2. Heavy breathing. When did 3 miles feel tough?
3. Lack of confidence.
Today is my husband's birthday! My plan was to wait on him and pamper him (which I did) When we woke up it was beautiful. Of course my "runners mind" thought I need to run but I didn't want to leave my hubby. He requested a couple Krispy Kreme Doughnuts and tall glass of milk. It only took him a few bites before he said "Aren't you going to go try to run?" "It is a beautiful day."
Hello...selfless LOVE during a time when it could be so easy to behave in other ways.
It almost made me tear up. It made me think of almost a year ago today he was RUNNING his FIRST 5K. He trained and did it! I was so proud of him. Ran the whole way! As I looked at him today on his birthday it made me angry to think he won't be able to run anymore 5K's. His leg is blistered, red, painful and tight from the radiation. He has lost ground physically not being able to do his PT due to the pain. I think we both mourn the loss of being able run together.

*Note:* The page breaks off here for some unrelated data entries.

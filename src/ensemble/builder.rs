use std::sync::Arc;

use crate::characteristics::CharacteristicsCalculator;
use crate::config::SamplingConfig;
use crate::error::{Error, Result};
use crate::features::FeatureCache;
use crate::generator::{ParameterGenerator, RandomGenerator};
use crate::image::{ImageSource, SeedSource};
use crate::range::ParameterRange;
use crate::registry::Registry;
use crate::solver::DEFAULT_TOLERANCE;
use crate::storage::{FolderStore, MemoryStore, ResultStore};
use crate::volume::{Dimensions, LabelVolume};

use super::pipeline::Context;
use super::{AbortHandle, EnsembleSampler, NoProgress, ProgressSink, Shared};

/// A builder for [`EnsembleSampler`] instances with a fluent API.
///
/// Created via [`EnsembleSampler::builder()`].
///
/// # Defaults
///
/// - Generator: [`RandomGenerator`]
/// - Sample count: 10
/// - Concurrency: 1
/// - Store: [`MemoryStore`], probability volumes not kept
/// - Progress: [`NoProgress`]
/// - Solver tolerance: [`DEFAULT_TOLERANCE`]
pub struct EnsembleSamplerBuilder {
    image: Arc<dyn ImageSource>,
    seeds: Arc<dyn SeedSource>,
    range: ParameterRange,
    generator: Option<Arc<dyn ParameterGenerator>>,
    sample_count: usize,
    concurrency: usize,
    store: Option<Arc<dyn ResultStore>>,
    store_probabilities: bool,
    ground_truth: Option<Arc<LabelVolume>>,
    progress: Option<Arc<dyn ProgressSink>>,
    solver_tolerance: f64,
    abort: Option<AbortHandle>,
}

impl EnsembleSamplerBuilder {
    pub(super) fn new(
        image: Arc<dyn ImageSource>,
        seeds: Arc<dyn SeedSource>,
        range: ParameterRange,
    ) -> Self {
        Self {
            image,
            seeds,
            range,
            generator: None,
            sample_count: 10,
            concurrency: 1,
            store: None,
            store_probabilities: false,
            ground_truth: None,
            progress: None,
            solver_tolerance: DEFAULT_TOLERANCE,
            abort: None,
        }
    }

    /// Set the parameter generator.
    #[must_use]
    pub fn generator(mut self, generator: impl ParameterGenerator + 'static) -> Self {
        self.generator = Some(Arc::new(generator));
        self
    }

    /// Set a generator obtained from a [`Registry`].
    #[must_use]
    pub fn generator_arc(mut self, generator: Arc<dyn ParameterGenerator>) -> Self {
        self.generator = Some(generator);
        self
    }

    /// Number of parameter sets to request.
    #[must_use]
    pub fn sample_count(mut self, count: usize) -> Self {
        self.sample_count = count;
        self
    }

    /// Maximum number of classify-and-solve pipelines in flight; must be at least 1.
    #[must_use]
    pub fn concurrency(mut self, limit: usize) -> Self {
        self.concurrency = limit;
        self
    }

    /// Where results go.
    #[must_use]
    pub fn store(mut self, store: impl ResultStore + 'static) -> Self {
        self.store = Some(Arc::new(store));
        self
    }

    /// Keep the per-label probability volumes and hand them to the store.
    #[must_use]
    pub fn store_probabilities(mut self, keep: bool) -> Self {
        self.store_probabilities = keep;
        self
    }

    /// Reference segmentation; enables the overlap characteristics.
    #[must_use]
    pub fn ground_truth(mut self, labels: LabelVolume) -> Self {
        self.ground_truth = Some(Arc::new(labels));
        self
    }

    /// Receiver of progress percentages and status messages.
    #[must_use]
    pub fn progress(mut self, sink: impl ProgressSink + 'static) -> Self {
        self.progress = Some(Arc::new(sink));
        self
    }

    /// Relative residual at which the solver's linear solve counts as converged.
    #[must_use]
    pub fn solver_tolerance(mut self, tolerance: f64) -> Self {
        self.solver_tolerance = tolerance;
        self
    }

    /// Use an existing abort handle instead of a fresh one.
    #[must_use]
    pub fn abort_handle(mut self, handle: AbortHandle) -> Self {
        self.abort = Some(handle);
        self
    }

    /// Apply a [`SamplingConfig`], resolving its generator through `registry`.
    ///
    /// An `output_dir` selects a [`FolderStore`] with the configured file names.
    ///
    /// # Errors
    ///
    /// Returns `Error::UnknownGenerator` if the generator name is not registered.
    pub fn config(mut self, config: &SamplingConfig, registry: &Registry) -> Result<Self> {
        self.generator = Some(registry.generator(&config.generator, config.seed)?);
        self.sample_count = config.sample_count;
        self.concurrency = config.concurrency;
        self.store_probabilities = config.store_probabilities;
        if let Some(dir) = &config.output_dir {
            self.store = Some(Arc::new(
                FolderStore::new(dir).files(config.files.clone()),
            ));
        }
        Ok(self)
    }

    /// Validate the options and build the sampler.
    ///
    /// # Errors
    ///
    /// Returns the range's validation error, `Error::InvalidConfig` for a zero
    /// concurrency or a non-positive tolerance, `Error::InsufficientChannels`
    /// if the image has fewer channels than the range declares, and
    /// `Error::ShapeMismatch` if the ground truth does not match the image.
    pub fn build(self) -> Result<EnsembleSampler> {
        self.range.validate()?;
        if self.concurrency == 0 {
            return Err(Error::InvalidConfig("concurrency must be at least 1".into()));
        }
        if !(self.solver_tolerance.is_finite() && self.solver_tolerance > 0.0) {
            return Err(Error::InvalidConfig(format!(
                "solver tolerance must be positive, got {}",
                self.solver_tolerance
            )));
        }
        if self.image.channel_count() < self.range.channel_count() {
            return Err(Error::InsufficientChannels {
                required: self.range.channel_count(),
                available: self.image.channel_count(),
            });
        }

        let mut calculator = CharacteristicsCalculator::new();
        if let Some(truth) = self.ground_truth {
            self.image
                .dimensions()
                .ensure_same(Dimensions::of(truth.as_ref()), "ground truth")?;
            calculator = calculator.with_ground_truth(truth);
        }

        let generator = self
            .generator
            .unwrap_or_else(|| Arc::new(RandomGenerator::new()));
        let store = self
            .store
            .unwrap_or_else(|| Arc::new(MemoryStore::new()));
        let progress = self.progress.unwrap_or_else(|| Arc::new(NoProgress));

        let context = Context {
            image: self.image,
            seeds: self.seeds,
            range: self.range.clone(),
            features: FeatureCache::new(),
            calculator,
            solver_tolerance: self.solver_tolerance,
            store_probabilities: self.store_probabilities,
        };

        Ok(EnsembleSampler {
            context: Arc::new(context),
            generator,
            range: self.range,
            sample_count: self.sample_count,
            concurrency: self.concurrency,
            store,
            progress,
            abort: self.abort.unwrap_or_default(),
            shared: Arc::new(Shared::new()),
        })
    }
}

We did the Warrior Dash last July before he was diagnosed and it is probably one of the highlights of our marriage!
So really those things I listed above; weight gain, out of shape and slow really means NOTHING. I was RUNNING...PERIOD. My hubby can't run, along with so many other people. I know as athletes we complain and whine we are injured but the reality is that running is usually still there waiting for our return.
When I ran today I didn't look at my pace. I just ran. It was my first run outside "post neuroma/PF". I was happy to see my pace and made a promise that this isn't half of what I can do. I have more to do, more to give and change in this world and I feel as my feet are going to help me get there.
No matter what my hubby and I have each other, faith and DETERMINATION!!
HAPPY BIRTHDAY SWEETY! You are my Hero!!